Two Italian Movies

During 2013 I watched two Italian films by Turkish director Ferzan Ozpetek: Mine vaganti (2010) and Magnifica presenza (2012). While they are similar in some aspects, like a male main character that responds to the stereotype of someone that has not yet met success in life and therefore has a crisis, or family being a central piece in his life, each film deals with a different kind of story.

Mine vaganti

Tommaso is the youngest son of the Cantone family, that owns a pasta manufacturing company in southern Italy. He comes back from Rome after finishing his studies with the firm intention of telling the truth to his father: that he did not study Economics but Literature, and also that he is gay. Before doing that, he entrusts his older brother Antonio, the heir to the pasta factory, with his secret and his intentions, only to find out that Antonio tells exactly that story to the whole family during a family dinner, causing their father, Vicenzo, to have a heart attack. Now Antonio is cast out of the family and Tommaso must run the company while trying to hide his real feelings and sexual orientation, especially when his Roman boyfriend and friends drop by for a visit.

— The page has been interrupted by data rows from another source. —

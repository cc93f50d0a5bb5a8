//! Day 14: Parabolic Reflector Dish

use std::collections::HashMap;

use aoc_solver::{AocParser, ParseError, PartSolver, SolveError};
use aoc_solver_macros::AocSolver;
use tracing::{debug, trace};

#[derive(AocSolver)]
#[aoc_solver(max_parts = 2)]
pub struct Solver;

const SPIN_CYCLES: usize = 1_000_000_000;

/// Square-or-not grid of `O` (round rock), `#` (cube rock) and `.`
#[derive(Debug, Clone, PartialEq, Eq, Hash)]
pub struct Platform {
    cells: Vec<Vec<u8>>,
}

impl Platform {
    /// Slide every round rock as far north as it goes.
    fn tilt_north(&mut self) {
        let width = self.cells.first().map_or(0, |r| r.len());
        for column in 0..width {
            let mut free = 0;
            for row in 0..self.cells.len() {
                match self.cells[row][column] {
                    b'#' => free = row + 1,
                    b'O' => {
                        self.cells[row][column] = b'.';
                        self.cells[free][column] = b'O';
                        free += 1;
                    }
                    _ => {}
                }
            }
        }
    }

    /// Rotate a quarter turn clockwise.
    fn rotate_clockwise(&mut self) {
        let rows = self.cells.len();
        let width = self.cells.first().map_or(0, |r| r.len());
        self.cells = (0..width)
            .map(|c| (0..rows).rev().map(|r| self.cells[r][c]).collect())
            .collect();
    }

    /// Tilt north, west, south, then east.
    ///
    /// Rotating clockwise after each tilt brings the next direction to the
    /// top; four rotations restore the orientation.
    fn spin(&mut self) {
        for _ in 0..4 {
            self.tilt_north();
            self.rotate_clockwise();
        }
    }

    fn north_load(&self) -> usize {
        let rows = self.cells.len();
        self.cells
            .iter()
            .enumerate()
            .map(|(r, row)| (rows - r) * row.iter().filter(|&&b| b == b'O').count())
            .sum()
    }

    fn render(&self) -> String {
        self.cells
            .iter()
            .map(|r| String::from_utf8_lossy(r).into_owned())
            .collect::<Vec<_>>()
            .join("\n")
    }
}

/// Load after `cycles` spins. The platform settles into a loop, so only
/// the spins up to the first repeated state are simulated.
pub fn load_after_spins(platform: &Platform, cycles: usize) -> usize {
    let mut seen: HashMap<Platform, usize> = HashMap::new();
    let mut history = vec![platform.clone()];
    let mut current = platform.clone();

    for i in 1..=cycles {
        current.spin();
        if let Some(&first) = seen.get(&current) {
            let period = i - first;
            let index = first + (cycles - first) % period;
            debug!(first, period, "spin cycle repeats");
            return history[index].north_load();
        }
        seen.insert(current.clone(), i);
        history.push(current.clone());
    }
    current.north_load()
}

impl AocParser for Solver {
    type SharedData<'a> = Platform;

    fn parse<'a>(input: &'a str) -> Result<Self::SharedData<'a>, ParseError> {
        let cells: Vec<Vec<u8>> = input
            .lines()
            .filter(|l| !l.trim().is_empty())
            .map(|l| l.trim().as_bytes().to_vec())
            .collect();
        let width = cells.first().map_or(0, |r| r.len());
        if width == 0 {
            return Err(ParseError::MissingData("empty platform".to_string()));
        }
        if let Some(row) = cells.iter().position(|r| r.len() != width) {
            return Err(ParseError::at_line(row, "row width differs from the first row"));
        }
        if let Some(row) = cells
            .iter()
            .position(|r| r.iter().any(|b| !matches!(b, b'O' | b'#' | b'.')))
        {
            return Err(ParseError::at_line(row, "unexpected character"));
        }
        Ok(Platform { cells })
    }
}

impl PartSolver<1> for Solver {
    fn solve(shared: &mut Self::SharedData<'_>) -> Result<String, SolveError> {
        let mut tilted = shared.clone();
        tilted.tilt_north();
        trace!("tilted north\n{}", tilted.render());
        Ok(tilted.north_load().to_string())
    }
}

impl PartSolver<2> for Solver {
    fn solve(shared: &mut Self::SharedData<'_>) -> Result<String, SolveError> {
        Ok(load_after_spins(shared, SPIN_CYCLES).to_string())
    }
}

Mine vaganti is a nice bittersweet comedy about family and being yourself against all odds. The characters feel very real, almost like the director went through a similar experience himself. The whole story, actually, could be real: a young man forced to follow his father's steps although it's not his vocation, a closed-minded family that cares more about what other people in town will say than solving their actual problems, family secrets... I definetely recommend it.

Magnifica presenza

Pietro moves in to a very old house in Rome pursuing his dream of becoming an actor. After some time, he starts to notice that he is not alone: a family of actors share his rooms, but only he can see them... They are ghosts and Pietro has to help them get closure so that they can abandon the house.

I'm all in for magical realism with a shade of drama and a comedic side, and that's exactly what this movie offers. Again, the director presents a main male character who is struggling to solve his own personal and professional crisis as well as his disastrous love life. This part plays a significant role and, although it's not quite the central piece of the movie, it merges in perfect equilibrium with the ghost story, which is the most interesting part. Watch it if you have chance.